### Available data

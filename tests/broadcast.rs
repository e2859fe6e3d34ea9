//! Integration tests for live-update fan-out.

use fleet::server::ReportBroadcaster;

#[tokio::test]
async fn test_one_write_reaches_every_subscriber_exactly_once() {
    let broadcaster = ReportBroadcaster::new();

    // Three connected live subscribers
    let mut receivers: Vec<_> = (0..3).map(|_| broadcaster.subscribe().1).collect();

    broadcaster.broadcast(r#"{"id":"car_1","latitude":45.75}"#);

    for rx in &mut receivers {
        let payload = rx.recv().await.unwrap();
        assert!(payload.contains("car_1"));
        // Exactly one delivery per subscriber
        assert!(rx.try_recv().is_err());
    }
}

#[tokio::test]
async fn test_broken_subscriber_does_not_block_the_rest() {
    let broadcaster = ReportBroadcaster::new();

    let (_id1, mut rx1) = broadcaster.subscribe();
    let (_id2, rx2) = broadcaster.subscribe();
    let (_id3, mut rx3) = broadcaster.subscribe();

    // One subscriber's connection is already gone
    drop(rx2);

    broadcaster.broadcast("payload");

    assert_eq!(rx1.recv().await.unwrap(), "payload");
    assert_eq!(rx3.recv().await.unwrap(), "payload");
    assert_eq!(broadcaster.subscriber_count(), 2);
}

#[tokio::test]
async fn test_unsubscribed_peer_hears_nothing_further() {
    let broadcaster = ReportBroadcaster::new();

    let (id, mut rx) = broadcaster.subscribe();
    broadcaster.broadcast("first");
    broadcaster.unsubscribe(id);
    broadcaster.broadcast("second");

    assert_eq!(rx.recv().await.unwrap(), "first");
    // Channel closed after unsubscribe, no further deliveries
    assert!(rx.recv().await.is_none());
}
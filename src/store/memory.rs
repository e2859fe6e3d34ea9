//! In-memory store backend.

use std::collections::BTreeMap;
use std::sync::Arc;

use async_trait::async_trait;
use tokio::sync::RwLock;

use super::{FieldValue, Point, Predicate, SeriesStore};
use crate::clock::Clock;
use crate::error::Result;

/// Volatile store keeping all points in a single flat log.
///
/// A flat append-only log avoids per-unit partitioning; acceptable because
/// fleet size and query volume are small.
pub struct MemoryStore {
    clock: Arc<dyn Clock>,
    points: RwLock<Vec<Point>>,
}

impl MemoryStore {
    pub fn new(clock: Arc<dyn Clock>) -> Self {
        Self {
            clock,
            points: RwLock::new(Vec::new()),
        }
    }
}

/// Filters, orders, and caps a point log for a search. Shared by both
/// backends.
pub(super) fn run_search(
    points: &[Point],
    predicate: &Predicate,
    sorted: bool,
    limit: Option<usize>,
) -> Vec<Point> {
    let mut matched: Vec<Point> = points
        .iter()
        .filter(|p| predicate.matches(p))
        .cloned()
        .collect();
    if sorted {
        // Insertion order is already time order under a monotonic clock,
        // but the contract promises ascending timestamps regardless.
        matched.sort_by_key(|p| p.time);
    }
    if let Some(limit) = limit {
        matched.truncate(limit);
    }
    matched
}

#[async_trait]
impl SeriesStore for MemoryStore {
    async fn insert(
        &self,
        tags: BTreeMap<String, String>,
        fields: BTreeMap<String, FieldValue>,
    ) -> Result<()> {
        let point = Point {
            time: self.clock.now_millis(),
            tags,
            fields,
        };
        self.points.write().await.push(point);
        Ok(())
    }

    async fn search(
        &self,
        predicate: &Predicate,
        sorted: bool,
        limit: Option<usize>,
    ) -> Result<Vec<Point>> {
        let points = self.points.read().await;
        Ok(run_search(&points, predicate, sorted, limit))
    }

    async fn remove(&self, predicate: &Predicate) -> Result<usize> {
        let mut points = self.points.write().await;
        let before = points.len();
        points.retain(|p| !predicate.matches(p));
        Ok(before - points.len())
    }
}

#[cfg(test)]
mod tests {
    use super::*;
    use crate::clock::MockClock;
    use std::time::{Duration, UNIX_EPOCH};

    fn tags(id: &str) -> BTreeMap<String, String> {
        BTreeMap::from([("id".to_string(), id.to_string())])
    }

    fn fields(battery: f64) -> BTreeMap<String, FieldValue> {
        BTreeMap::from([("battery".to_string(), FieldValue::Float(battery))])
    }

    #[tokio::test]
    async fn should_assign_store_timestamps_on_insert() {
        // given
        let clock = Arc::new(MockClock::with_time(UNIX_EPOCH));
        let store = MemoryStore::new(clock.clone());

        // when
        store.insert(tags("car_1"), fields(80.0)).await.unwrap();
        clock.advance(Duration::from_millis(250));
        store.insert(tags("car_1"), fields(79.0)).await.unwrap();

        // then
        let points = store.search(&Predicate::All, true, None).await.unwrap();
        assert_eq!(points.len(), 2);
        assert_eq!(points[0].time, 0);
        assert_eq!(points[1].time, 250);
    }

    #[tokio::test]
    async fn should_filter_by_tag() {
        // given
        let store = MemoryStore::new(Arc::new(MockClock::new()));
        store.insert(tags("car_1"), fields(80.0)).await.unwrap();
        store.insert(tags("car_2"), fields(50.0)).await.unwrap();

        // when
        let points = store
            .search(&Predicate::tag_equals("id", "car_2"), true, None)
            .await
            .unwrap();

        // then
        assert_eq!(points.len(), 1);
        assert_eq!(points[0].tags["id"], "car_2");
    }

    #[tokio::test]
    async fn should_cap_results_with_limit() {
        // given
        let store = MemoryStore::new(Arc::new(MockClock::new()));
        for i in 0..5 {
            store.insert(tags("car_1"), fields(i as f64)).await.unwrap();
        }

        // when
        let points = store.search(&Predicate::All, true, Some(3)).await.unwrap();

        // then
        assert_eq!(points.len(), 3);
    }

    #[tokio::test]
    async fn should_keep_identical_payloads_as_distinct_points() {
        // given - the store never deduplicates
        let store = MemoryStore::new(Arc::new(MockClock::new()));
        store.insert(tags("car_1"), fields(80.0)).await.unwrap();
        store.insert(tags("car_1"), fields(80.0)).await.unwrap();

        // when
        let points = store.search(&Predicate::All, false, None).await.unwrap();

        // then
        assert_eq!(points.len(), 2);
    }

    #[tokio::test]
    async fn should_remove_matching_points_and_report_count() {
        // given
        let store = MemoryStore::new(Arc::new(MockClock::new()));
        store.insert(tags("car_1"), fields(80.0)).await.unwrap();
        store.insert(tags("car_1"), fields(79.0)).await.unwrap();
        store.insert(tags("car_2"), fields(50.0)).await.unwrap();

        // when
        let removed = store
            .remove(&Predicate::tag_equals("id", "car_1"))
            .await
            .unwrap();

        // then
        assert_eq!(removed, 2);
        let remaining = store.search(&Predicate::All, false, None).await.unwrap();
        assert_eq!(remaining.len(), 1);
        assert_eq!(remaining[0].tags["id"], "car_2");
    }

    #[tokio::test]
    async fn should_sort_by_time_when_clock_goes_backwards() {
        // given - a non-monotonic clock must not break the sorted contract
        let clock = Arc::new(MockClock::with_time(UNIX_EPOCH + Duration::from_millis(100)));
        let store = MemoryStore::new(clock.clone());
        store.insert(tags("car_1"), fields(80.0)).await.unwrap();
        clock.set_time(UNIX_EPOCH);
        store.insert(tags("car_1"), fields(79.0)).await.unwrap();

        // when
        let points = store.search(&Predicate::All, true, None).await.unwrap();

        // then
        assert_eq!(points[0].time, 0);
        assert_eq!(points[1].time, 100);
    }
}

### What is expected
For the material above, what is the count of lines that hold the word "super"? Give the number by itself.

### Result for this exercise
3